impl SimulatedBackend {
    /// Create a backend publishing its events on `feed`
    pub fn new(
        config: SimulatorConfig,
        feed: ChannelPublisher<SyncEvent>,
        clock: Arc<dyn Clock>,
    ) -> Self {
        let rng = match config.seed {
            Some(seed) => StdRng::seed_from_u64(seed),
            None => StdRng::from_entropy(),
        };
        let markets = config
            .symbols
            .iter()
            .map(|s| (s.symbol.clone(), PriceWalk::new(s.symbol.clone(), s.price)))
            .collect();

        Self {
            connect_failures_left: config.connect_failures,
            config,
            feed,
            clock,
            rng,
            markets,
            positions: BTreeMap::new(),
            orders: BTreeMap::new(),
            pending_fills: Vec::new(),
            phase: ConnectionPhase::Disconnected,
            last_connected_at: None,
            trading_enabled: false,
            ticks: 0,
        }
    }

    pub fn phase(&self) -> ConnectionPhase {
        self.phase
    }

    pub fn is_trading(&self) -> bool {
        self.trading_enabled
    }

    pub fn order(&self, order_id: &str) -> Option<&Order> {
        self.orders.get(order_id)
    }

    pub fn position(&self, symbol: &str) -> Option<&Position> {
        self.positions.get(symbol)
    }

    /// Serve requests and tick until the responder closes or `shutdown` fires
    pub async fn run(
        mut self,
        mut responder: ChannelResponder<GatewayRequest, GatewayReply>,
        mut shutdown: oneshot::Receiver<()>,
    ) {
        let period = std::time::Duration::from_millis(self.config.tick_interval_ms.max(1));
        let mut interval = tokio::time::interval(period);
        interval.set_missed_tick_behavior(tokio::time::MissedTickBehavior::Skip);

        info!(
            "Simulated backend running: {} symbols, tick every {:?}",
            self.markets.len(),
            period
        );

        loop {
            tokio::select! {
                request = responder.next() => match request {
                    Some((request, reply_tx)) => {
                        let reply = self.handle(request);
                        if reply_tx.send(reply).is_err() {
                            debug!("Requester went away before the reply");
                        }
                    }
                    None => break,
                },
                _ = interval.tick() => self.tick(),
                _ = &mut shutdown => break,
            }
        }

        info!("Simulated backend stopped after {} ticks", self.ticks);
    }

    /// Handle one lifecycle or command request
    pub fn handle(&mut self, request: GatewayRequest) -> GatewayReply {
        debug!("Backend handling {}", request.name());
        match request {
            GatewayRequest::Connect | GatewayRequest::Reconnect => self.connect(),
            GatewayRequest::Disconnect => {
                if self.phase != ConnectionPhase::Disconnected {
                    self.set_phase(ConnectionPhase::Disconnected);
                }
                GatewayReply::Done
            }
            GatewayRequest::Refresh => self.refresh(),
            GatewayRequest::PlaceQuickOrder {
                symbol,
                action,
                quantity,
            } => self.require_connected(|backend| {
                backend.place_quick_order(&symbol, action, quantity)
            }),
            GatewayRequest::CancelOrder { order_id } => {
                self.require_connected(|backend| backend.cancel_order(&order_id))
            }
            GatewayRequest::ClosePosition { symbol } => {
                self.require_connected(|backend| backend.close_position(&symbol))
            }
            GatewayRequest::StartTrading => self.require_connected(|backend| {
                backend.trading_enabled = true;
                CommandAck::ok("Trading started")
            }),
            GatewayRequest::StopTrading => self.require_connected(|backend| {
                backend.trading_enabled = false;
                CommandAck::ok("Trading stopped")
            }),
            GatewayRequest::EmergencyStop => self.require_connected(|backend| backend.emergency_stop()),
        }
    }

    /// Advance the simulation by one tick
    pub fn tick(&mut self) {
        self.ticks += 1;

        match self.phase {
            ConnectionPhase::Reconnecting => {
                // Recover from the simulated drop on the following tick
                self.mark_connected();
                return;
            }
            ConnectionPhase::Connected => {}
            _ => return,
        }

        let drop_now = self
            .config
            .drop_every_ticks
            .is_some_and(|every| every > 0 && self.ticks % every == 0);
        if drop_now {
            warn!("Simulating connection drop at tick {}", self.ticks);
            self.set_phase(ConnectionPhase::Reconnecting);
            return;
        }

        let now = self.clock.now();
        let symbols: Vec<String> = self.markets.keys().cloned().collect();
        for symbol in symbols {
            let quote = match self.markets.get_mut(&symbol) {
                Some(walk) => walk.step(
                    &mut self.rng,
                    self.config.max_step_bps,
                    self.config.spread,
                    now,
                ),
                None => continue,
            };
            let last = quote.last_price;
            self.emit(SyncEvent::MarketData(quote));

            let marked = match self.positions.get_mut(&symbol) {
                Some(position) if !position.is_closed() => {
                    position.mark(last, now);
                    Some(position.clone())
                }
                _ => None,
            };
            if let Some(update) = marked {
                self.emit(SyncEvent::PositionUpdate(update));
            }
        }

        self.process_fills(now);
    }

    fn connect(&mut self) -> GatewayReply {
        if self.phase == ConnectionPhase::Connected {
            return GatewayReply::Done;
        }

        self.set_phase(ConnectionPhase::Connecting);
        if self.connect_failures_left > 0 {
            self.connect_failures_left -= 1;
            self.set_phase(ConnectionPhase::Failed);
            return GatewayReply::failed("Simulated connect failure");
        }

        self.mark_connected();
        GatewayReply::Done
    }

    fn refresh(&mut self) -> GatewayReply {
        if !self.phase.is_connected() {
            return GatewayReply::failed(format!("Cannot refresh while {}", self.phase));
        }

        let now = self.clock.now();
        let quotes: Vec<_> = self
            .markets
            .values()
            .map(|walk| walk.quote(self.config.spread, now))
            .collect();
        for quote in quotes {
            self.emit(SyncEvent::MarketData(quote));
        }
        for position in self.positions.values() {
            self.emit(SyncEvent::PositionUpdate(position.clone()));
        }
        for order in self.orders.values() {
            self.emit(SyncEvent::OrderUpdate(order.clone()));
        }
        GatewayReply::Done
    }

    fn require_connected(
        &mut self,
        command: impl FnOnce(&mut Self) -> CommandAck,
    ) -> GatewayReply {
        if !self.phase.is_connected() {
            return GatewayReply::failed(format!("Backend is {}", self.phase));
        }
        GatewayReply::Ack(command(self))
    }

    fn place_quick_order(
        &mut self,
        symbol: &str,
        action: TradeType,
        quantity: Quantity,
    ) -> CommandAck {
        if quantity <= Decimal::ZERO {
            return CommandAck::rejected("Quantity must be positive");
        }
        if !self.markets.contains_key(symbol) {
            return CommandAck::rejected(format!("Unknown symbol {}", symbol));
        }

        let now = self.clock.now();
        let order_id = Uuid::new_v4().to_string();
        let order = Order::pending(
            order_id.clone(),
            symbol,
            OrderType::Market,
            action,
            quantity,
            now,
        );
        self.orders.insert(order_id.clone(), order.clone());
        self.pending_fills.push(PendingFill {
            order_id: order_id.clone(),
            due: now + Duration::milliseconds(self.config.fill_latency_ms as i64),
        });
        self.emit(SyncEvent::OrderUpdate(order));

        info!("Accepted {} {} {} as {}", action, quantity, symbol, order_id);
        CommandAck::ok(format!("{} {} {} accepted", action, quantity, symbol))
            .with_order_id(order_id)
    }

    fn cancel_order(&mut self, order_id: &str) -> CommandAck {
        let now = self.clock.now();
        let Some(order) = self.orders.get_mut(order_id) else {
            return CommandAck::rejected(format!("Order {} not found", order_id));
        };
        if !order.status.is_active() {
            return CommandAck::rejected(format!(
                "Order {} is already {:?}",
                order_id, order.status
            ));
        }

        order.finish(OrderStatus::Cancelled, now);
        let update = order.clone();
        self.pending_fills.retain(|fill| fill.order_id != order_id);
        self.emit(SyncEvent::OrderUpdate(update));
        CommandAck::ok(format!("Order {} cancelled", order_id)).with_order_id(order_id)
    }

    fn close_position(&mut self, symbol: &str) -> CommandAck {
        match self.flatten(symbol) {
            true => CommandAck::ok(format!("Position {} closed", symbol)),
            false => CommandAck::rejected(format!("No open position in {}", symbol)),
        }
    }

    fn emergency_stop(&mut self) -> CommandAck {
        self.trading_enabled = false;

        let now = self.clock.now();
        let active: Vec<String> = self
            .orders
            .values()
            .filter(|order| order.status.is_active())
            .map(|order| order.id.clone())
            .collect();
        for order_id in &active {
            if let Some(order) = self.orders.get_mut(order_id) {
                order.finish(OrderStatus::Cancelled, now);
                let update = order.clone();
                self.emit(SyncEvent::OrderUpdate(update));
            }
        }
        self.pending_fills.clear();

        let open: Vec<String> = self
            .positions
            .values()
            .filter(|position| !position.is_closed())
            .map(|position| position.symbol.clone())
            .collect();
        for symbol in &open {
            self.flatten(symbol);
        }

        warn!(
            "Emergency stop: cancelled {} orders, closed {} positions",
            active.len(),
            open.len()
        );
        CommandAck::ok(format!(
            "Emergency stop: cancelled {} orders, closed {} positions",
            active.len(),
            open.len()
        ))
    }

    /// Emit a terminal zero-quantity update for an open position
    fn flatten(&mut self, symbol: &str) -> bool {
        let now = self.clock.now();
        let price = self.markets.get(symbol).map(PriceWalk::last);
        match self.positions.get_mut(symbol) {
            Some(position) if !position.is_closed() => {
                if let Some(price) = price {
                    position.mark(price, now);
                }
                let closed = position.clone().closed(now);
                *position = closed.clone();
                self.emit(SyncEvent::PositionUpdate(closed));
                true
            }
            _ => false,
        }
    }

    fn process_fills(&mut self, now: Timestamp) {
        let (due, waiting): (Vec<_>, Vec<_>) = self
            .pending_fills
            .drain(..)
            .partition(|fill| fill.due <= now);
        self.pending_fills = waiting;

        for fill in due {
            let Some(order) = self.orders.get_mut(&fill.order_id) else {
                continue;
            };
            let Some(price) = self.markets.get(&order.symbol).map(PriceWalk::last) else {
                continue;
            };

            let quantity = order.pending_quantity;
            order.fill(quantity, price, now);
            let filled = order.clone();
            self.emit(SyncEvent::OrderUpdate(filled.clone()));

            let position = apply_fill(
                self.positions.get(&filled.symbol),
                &filled.symbol,
                filled.trade_type,
                quantity,
                price,
                now,
            );
            self.positions.insert(filled.symbol.clone(), position.clone());
            self.emit(SyncEvent::PositionUpdate(position));
        }
    }

    fn mark_connected(&mut self) {
        self.last_connected_at = Some(self.clock.now());
        self.set_phase(ConnectionPhase::Connected);
    }

    fn set_phase(&mut self, phase: ConnectionPhase) {
        debug!("Backend {} -> {}", self.phase, phase);
        self.phase = phase;
        self.emit(SyncEvent::ConnectionStatus(ConnectionState::new(
            phase,
            self.last_connected_at,
        )));
    }

    fn emit(&self, event: SyncEvent) {
        if !self.feed.send(event) {
            debug!("No transport listening on the backend feed");
        }
    }
}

__Exercise description__
Within the entries, find all lines that contain "spread" and copy each one.

__Response to the task__
                    self.config.spread,
            .map(|walk| walk.quote(self.config.spread, now))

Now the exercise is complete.